Researchers at KAUST have discovered that a form of iron oxide—Fe2O3—makes an excellent co-catalyst for a promising photocatalytic material called gallium nitride for the production f hydrogen. An open-access paper on their work appears in Scientific Reports.

Finding photocatalysts that can efficiently use sunlight to produce clean hydrogen fuel from water is one of the most sought-after applications of solar energy.

Nitrides can absorb most of the energy in the solar spectrum, but gallium nitride is a flawed water splitting photocatalyst. When GaN is used as a photocatalyst, the material is quickly damaged by photocorrosion, which impedes its implementation in industrial applications.

—Martin Velazquez-Rizo, a Ph.D. student in the labs of Kazuhiro Ohkawa, who led the current research

Photocorrosion damage was visible after just two hours of photoelectrochemical hydrogen production, the team showed.

To test the possibility of extending the gallium nitride photocatalyst’s working lifetime, the researchers tried combining it with an iron oxide.
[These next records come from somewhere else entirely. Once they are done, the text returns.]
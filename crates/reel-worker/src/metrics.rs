//! Job lifecycle metrics.

use metrics::{counter, gauge, histogram};
use reel_models::{FailureCode, JobKind};

/// Metric names as constants for consistency.
pub mod names {
    pub const JOBS_SUBMITTED_TOTAL: &str = "reel_jobs_submitted_total";
    pub const JOBS_COMPLETED_TOTAL: &str = "reel_jobs_completed_total";
    pub const JOBS_FAILED_TOTAL: &str = "reel_jobs_failed_total";
    pub const JOBS_ACTIVE: &str = "reel_jobs_active";
    pub const JOB_DURATION_SECONDS: &str = "reel_job_duration_seconds";
    pub const JOBS_EXPIRED_TOTAL: &str = "reel_jobs_expired_total";
}

pub fn record_job_submitted(kind: JobKind) {
    let labels = [("kind", kind.as_str().to_string())];
    counter!(names::JOBS_SUBMITTED_TOTAL, &labels).increment(1);
}

pub fn record_job_completed(kind: JobKind, duration_secs: f64) {
    let labels = [("kind", kind.as_str().to_string())];
    counter!(names::JOBS_COMPLETED_TOTAL, &labels).increment(1);
    histogram!(names::JOB_DURATION_SECONDS, &labels).record(duration_secs);
}

pub fn record_job_failed(kind: JobKind, code: FailureCode) {
    let labels = [
        ("kind", kind.as_str().to_string()),
        ("code", code.as_str().to_string()),
    ];
    counter!(names::JOBS_FAILED_TOTAL, &labels).increment(1);
}

/// Adjust the rendering jobs gauge.
pub fn add_active_jobs(delta: f64) {
    gauge!(names::JOBS_ACTIVE).increment(delta);
}

pub fn record_jobs_expired(count: u64) {
    counter!(names::JOBS_EXPIRED_TOTAL).increment(count);
}
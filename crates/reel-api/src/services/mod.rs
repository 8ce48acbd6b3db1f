//! Background services.

pub mod expiry_sweeper;

pub use expiry_sweeper::{ExpirySweeper, SweepSummary, SweeperConfig};
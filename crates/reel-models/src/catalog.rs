//! Parameter builder contract and the catalog-backed implementation.
//!
//! The catalog is a JSON file describing each effect the renderer knows:
//!
//! ```json
//! {
//!   "effects": [
//!     {
//!       "id": "glitch-text",
//!       "composition_id": "GlitchText",
//!       "entry_module": "src/index.ts",
//!       "working_dir": "effects/glitch-text",
//!       "fps": 30,
//!       "duration_secs": 5,
//!       "width": 1080,
//!       "height": 1920,
//!       "required_fields": ["text"],
//!       "defaults": { "color": "#ffffff" }
//!     }
//!   ]
//! }
//! ```
//!
//! Relative `working_dir` entries resolve against the catalog file's directory.

use std::collections::BTreeMap;
use std::path::{Path, PathBuf};

use serde::{Deserialize, Serialize};
use serde_json::{Map, Value};
use thiserror::Error;

use crate::effect::{ParameterBundle, Resolution, ValidationError};

/// Effect IDs that would shadow API routes.
const RESERVED_EFFECT_IDS: &[&str] = &["composite"];

/// Raw request keys accepted for the render duration.
const DURATION_KEYS: &[&str] = &["duration", "durationInSeconds", "duration_secs"];

/// Turns raw request fields into validated render bundles.
pub trait ParameterBuilder: Send + Sync {
    /// Build a bundle for `effect_id` from raw request fields.
    fn build(&self, effect_id: &str, raw: &Value) -> Result<ParameterBundle, ValidationError>;

    /// Re-run the per-effect checks against an already built bundle.
    fn validate(&self, bundle: &ParameterBundle) -> Result<(), ValidationError>;

    /// IDs of the effects this builder accepts.
    fn effect_ids(&self) -> Vec<String>;
}

/// Catalog loading errors.
#[derive(Debug, Error)]
pub enum CatalogError {
    #[error("Failed to read effect catalog {path}: {source}")]
    Io {
        path: PathBuf,
        source: std::io::Error,
    },

    #[error("Failed to parse effect catalog: {0}")]
    Json(#[from] serde_json::Error),

    #[error("Invalid effect catalog: {0}")]
    Invalid(String),
}

/// One effect the renderer can produce.
#[derive(Debug, Clone, Serialize, Deserialize)]
pub struct EffectDefinition {
    pub id: String,
    pub composition_id: String,
    #[serde(default = "default_entry_module")]
    pub entry_module: String,
    pub working_dir: PathBuf,
    #[serde(default = "default_fps")]
    pub fps: u32,
    #[serde(default = "default_duration_secs")]
    pub duration_secs: f64,
    #[serde(default = "default_width")]
    pub width: u32,
    #[serde(default = "default_height")]
    pub height: u32,
    #[serde(default)]
    pub required_fields: Vec<String>,
    #[serde(default)]
    pub defaults: Map<String, Value>,
}

fn default_entry_module() -> String {
    "src/index.ts".to_string()
}

fn default_fps() -> u32 {
    30
}

fn default_duration_secs() -> f64 {
    5.0
}

fn default_width() -> u32 {
    1080
}

fn default_height() -> u32 {
    1920
}

#[derive(Debug, Deserialize)]
struct CatalogFile {
    effects: Vec<EffectDefinition>,
}

/// Parameter builder backed by a fixed set of effect definitions.
#[derive(Debug, Clone, Default)]
pub struct EffectCatalog {
    effects: BTreeMap<String, EffectDefinition>,
}

impl EffectCatalog {
    /// Build a catalog from definitions, rejecting duplicates and reserved IDs.
    pub fn new(definitions: Vec<EffectDefinition>) -> Result<Self, CatalogError> {
        let mut effects = BTreeMap::new();
        for definition in definitions {
            if definition.id.trim().is_empty() {
                return Err(CatalogError::Invalid("effect id must not be empty".to_string()));
            }
            if RESERVED_EFFECT_IDS.contains(&definition.id.as_str()) {
                return Err(CatalogError::Invalid(format!(
                    "effect id '{}' is reserved",
                    definition.id
                )));
            }
            if effects.contains_key(&definition.id) {
                return Err(CatalogError::Invalid(format!(
                    "duplicate effect id '{}'",
                    definition.id
                )));
            }
            effects.insert(definition.id.clone(), definition);
        }
        Ok(Self { effects })
    }

    /// Parse a catalog from JSON, resolving relative working directories against `base_dir`.
    pub fn from_json_str(json: &str, base_dir: &Path) -> Result<Self, CatalogError> {
        let file: CatalogFile = serde_json::from_str(json)?;
        let definitions = file
            .effects
            .into_iter()
            .map(|mut definition| {
                if definition.working_dir.is_relative() {
                    definition.working_dir = base_dir.join(&definition.working_dir);
                }
                definition
            })
            .collect();
        Self::new(definitions)
    }

    /// Load a catalog file.
    pub fn from_json_file(path: impl AsRef<Path>) -> Result<Self, CatalogError> {
        let path = path.as_ref();
        let json = std::fs::read_to_string(path).map_err(|source| CatalogError::Io {
            path: path.to_path_buf(),
            source,
        })?;
        let base_dir = path.parent().unwrap_or_else(|| Path::new("."));
        Self::from_json_str(&json, base_dir)
    }

    pub fn get(&self, effect_id: &str) -> Option<&EffectDefinition> {
        self.effects.get(effect_id)
    }

    pub fn len(&self) -> usize {
        self.effects.len()
    }

    pub fn is_empty(&self) -> bool {
        self.effects.is_empty()
    }

    fn definition(&self, effect_id: &str) -> Result<&EffectDefinition, ValidationError> {
        self.effects
            .get(effect_id)
            .ok_or_else(|| ValidationError::UnknownEffect(effect_id.to_string()))
    }
}

impl ParameterBuilder for EffectCatalog {
    fn build(&self, effect_id: &str, raw: &Value) -> Result<ParameterBundle, ValidationError> {
        let definition = self.definition(effect_id)?;

        let raw = match raw {
            Value::Object(map) => map.clone(),
            Value::Null => Map::new(),
            _ => {
                return Err(ValidationError::InvalidRequest(
                    "parameters must be a JSON object".to_string(),
                ))
            }
        };

        check_required_fields(definition, &raw)?;

        let duration_secs = match DURATION_KEYS.iter().find_map(|key| raw.get(*key)) {
            Some(value) => value
                .as_f64()
                .ok_or_else(|| ValidationError::invalid_field("duration", "must be a number"))?,
            None => definition.duration_secs,
        };
        let fps = read_u32(&raw, "fps")?.unwrap_or(definition.fps);
        let width = read_u32(&raw, "width")?.unwrap_or(definition.width);
        let height = read_u32(&raw, "height")?.unwrap_or(definition.height);

        let mut props = definition.defaults.clone();
        props.extend(raw);

        let bundle = ParameterBundle {
            effect_id: definition.id.clone(),
            composition_id: definition.composition_id.clone(),
            entry_module: definition.entry_module.clone(),
            working_dir: definition.working_dir.clone(),
            fps,
            duration_secs,
            resolution: Resolution::new(width, height),
            props: Value::Object(props),
        };
        bundle.validate()?;
        Ok(bundle)
    }

    fn validate(&self, bundle: &ParameterBundle) -> Result<(), ValidationError> {
        let definition = self.definition(&bundle.effect_id)?;
        if definition.composition_id != bundle.composition_id {
            return Err(ValidationError::invalid_field(
                "composition_id",
                format!(
                    "effect '{}' renders '{}', not '{}'",
                    definition.id, definition.composition_id, bundle.composition_id
                ),
            ));
        }
        bundle.validate()?;
        match &bundle.props {
            Value::Object(props) => check_required_fields(definition, props),
            _ => Err(ValidationError::invalid_field("props", "must be a JSON object")),
        }
    }

    fn effect_ids(&self) -> Vec<String> {
        self.effects.keys().cloned().collect()
    }
}

fn check_required_fields(
    definition: &EffectDefinition,
    fields: &Map<String, Value>,
) -> Result<(), ValidationError> {
    for field in &definition.required_fields {
        let present = match fields.get(field) {
            None | Some(Value::Null) => false,
            Some(Value::String(s)) => !s.trim().is_empty(),
            Some(_) => true,
        };
        if !present {
            return Err(ValidationError::missing_field(&definition.id, field));
        }
    }
    Ok(())
}

fn read_u32(raw: &Map<String, Value>, key: &str) -> Result<Option<u32>, ValidationError> {
    match raw.get(key) {
        None | Some(Value::Null) => Ok(None),
        Some(value) => value
            .as_u64()
            .and_then(|v| u32::try_from(v).ok())
            .map(Some)
            .ok_or_else(|| ValidationError::invalid_field(key, "must be a positive integer")),
    }
}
Fe2O3 is a well-known material in the catalysis area because of its optical and electronic properties and for its capacity to operate in harsh environments. We anticipated that, under the right conditions, Fe2O3 could suppress the photocorrosion of GaN photocatalysts without diminishing their photoabsorption capabilities.

—Martin Velazquez-Rizo

The strategy has proven to be effective. When the team decorated the GaN surface with a 1.3% covering of Fe2O3 particles, the first signs of photocorrosion were more than 20 times slower to appear. In addition, the hydrogen production rate of the Fe2O3/GaN photocatalyst was five times higher than GaN alone. The results, says Velazquez-Rizo, take GaN photocatalysts one step closer to being implemented in real-life applications.


Schematic of the cross-sectional view of the Fe2O3/GaN electrode. Velazquez-Rizo et al.

One reason Fe2O3 and GaN perform well together is likely because of the unusual way in which the Fe2O3 particles are arranged on the GaN surface. The atoms in the iron oxide particles align neatly with the atoms in the GaN lattice below, an effect known as epitaxial growth. This effect is rarely observed when combining materials with different crystallographic properties, such as Fe2O3 and GaN.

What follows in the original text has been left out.